Common Failures and Troubleshooting
| Symptom | Likely cause | Where to inspect | Relevant message(s) | Relevant interface(s) | Likely next step |
|---|---|---|---|---|---|
| Paging fails and the phone never rings | The called UE was not successfully restored for service. | Paging identity, UE response, and service-request timing. | Paging, Service Request | NR reachability | Do not misclassify this as an IMS routing problem if the UE never became active. |
| Ringing appears but answer does not complete | The call reached the UE, but final SIP answer handling failed. | INVITE, 180 Ringing, 200 OK, and ACK continuity. | 180 Ringing, 200 OK | IMS SIP path | This is later in the flow than pure paging trouble. |
| Call answers but audio is poor or absent | Media negotiation or QoS continuity failed after signaling success. | SDP answer, RTP path, and QoS treatment. | 200 OK, RTP start | User plane | Treat this as post-setup media failure, not call-delivery failure. |
| Incoming-call setup is slow | Reachability recovery or IMS routing is taking too long. | Paging-to-service timing and provisional SIP progress. | Paging, INVITE, 180 Ringing | Cross-layer timing | Timing analysis is usually more useful than single-message inspection here. |
What to Check in Logs and Traces
- Start by classifying the called UE as connected, idle, or inactive.
- Separate paging success from later SIP call delivery.
- Use Ringing versus no Ringing as a strong split between reachability and later IMS issues.
- After answer, switch quickly to media and QoS inspection if user symptoms are audio-related.
Related Pages
Related sub-procedures
- VoNR Registration
- Paging Procedure
- Mobile-Terminated Data / Paging-to-Service Recovery
- VoNR Call Termination
Related message reference pages
Related troubleshooting pages
FAQ
What is a VoNR Mobile Terminated Call?
It is the incoming-call flow where the network must reach the called UE, restore service if needed, and then complete IMS call delivery over 5G.

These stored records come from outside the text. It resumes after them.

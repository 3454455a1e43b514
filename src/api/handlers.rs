//! API Handlers
//!
//! HTTP request handlers for each catalog endpoint. Every product operation
//! goes through the shared `ProductStore`, which in a running server is the
//! caching decorator.

use std::sync::Arc;

use axum::{
    extract::{Path, Query, State},
    http::StatusCode,
    Json,
};

use crate::cache::{CacheStore, MetricsRecorder, MetricsSnapshot, ProductCache};
use crate::catalog::ProductStore;
use crate::config::CacheSettings;
use crate::error::{CatalogError, Result};
use crate::models::{
    CreateProductRequest, HealthResponse, Page, Product, SearchCriteria, SeedRequest,
    SeedResponse, UpdateProductRequest,
};

/// Application state shared across all handlers.
#[derive(Clone)]
pub struct AppState {
    /// Product store seen by handlers
    pub catalog: Arc<dyn ProductStore>,
    /// Counters fed by the product cache
    pub metrics: Arc<MetricsRecorder>,
    /// Whether the catalog is wrapped in an active cache
    pub cache_enabled: bool,
}

impl AppState {
    /// Creates a new AppState from already-built parts.
    pub fn new(
        catalog: Arc<dyn ProductStore>,
        metrics: Arc<MetricsRecorder>,
        cache_enabled: bool,
    ) -> Self {
        Self {
            catalog,
            metrics,
            cache_enabled,
        }
    }

    /// Wraps `inner` in a `ProductCache` over `backend`.
    pub fn with_cache<S: ProductStore + 'static>(
        inner: S,
        backend: Arc<dyn CacheStore>,
        settings: CacheSettings,
    ) -> Self {
        let metrics = Arc::new(MetricsRecorder::new());
        let cache_enabled = settings.enabled;
        let catalog = ProductCache::new(inner, backend, metrics.clone(), settings);
        Self::new(Arc::new(catalog), metrics, cache_enabled)
    }
}

/// Handler for GET /products
pub async fn search_handler(
    State(state): State<AppState>,
    Query(criteria): Query<SearchCriteria>,
) -> Result<Json<Page<Product>>> {
    // Reject before the cache so bad queries never count as misses
    if let Some(error_msg) = criteria.validate() {
        return Err(CatalogError::Validation(error_msg));
    }

    let page = state.catalog.search(&criteria).await?;
    Ok(Json(page))
}

/// Handler for GET /products/:id
pub async fn get_handler(
    State(state): State<AppState>,
    Path(id): Path<i64>,
) -> Result<Json<Product>> {
    let product = state.catalog.get_by_id(id).await?;
    Ok(Json(product))
}

/// Handler for POST /products
pub async fn create_handler(
    State(state): State<AppState>,
    Json(req): Json<CreateProductRequest>,
) -> Result<(StatusCode, Json<Product>)> {
    let product = state.catalog.create(req).await?;
    Ok((StatusCode::CREATED, Json(product)))
}

/// Handler for PUT /products/:id
pub async fn update_handler(
    State(state): State<AppState>,
    Path(id): Path<i64>,
    Json(req): Json<UpdateProductRequest>,
) -> Result<Json<Product>> {
    let product = state.catalog.update(id, req).await?;
    Ok(Json(product))
}

/// Handler for DELETE /products/:id
pub async fn delete_handler(
    State(state): State<AppState>,
    Path(id): Path<i64>,
) -> Result<StatusCode> {
    state.catalog.delete(id).await?;
    Ok(StatusCode::NO_CONTENT)
}

/// Handler for POST /seed
pub async fn seed_handler(
    State(state): State<AppState>,
    Json(req): Json<SeedRequest>,
) -> Result<Json<SeedResponse>> {
    if let Some(error_msg) = req.validate() {
        return Err(CatalogError::Validation(error_msg));
    }

    let created = state.catalog.seed(req.count).await?;
    Ok(Json(SeedResponse::new(created)))
}

/// Handler for GET /cache/metrics
pub async fn metrics_handler(State(state): State<AppState>) -> Json<MetricsSnapshot> {
    Json(state.metrics.snapshot())
}

/// Handler for GET /health
pub async fn health_handler(State(state): State<AppState>) -> Json<HealthResponse> {
    Json(HealthResponse::healthy(state.cache_enabled))
}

Why is paging important here?
Because many called UEs are not already in a fully active radio state when the incoming call arrives.
What proves success?
The UE is paged successfully, the call rings, 200 OK and ACK complete, and RTP media starts normally.
What should I inspect first?
Start with the called UE reachability state, then paging and service restoration, and only then move into SIP call-delivery analysis.
Why can the call ring but still fail?
Because final answer handling, media negotiation, or post-answer voice continuity can still break after the alerting stage.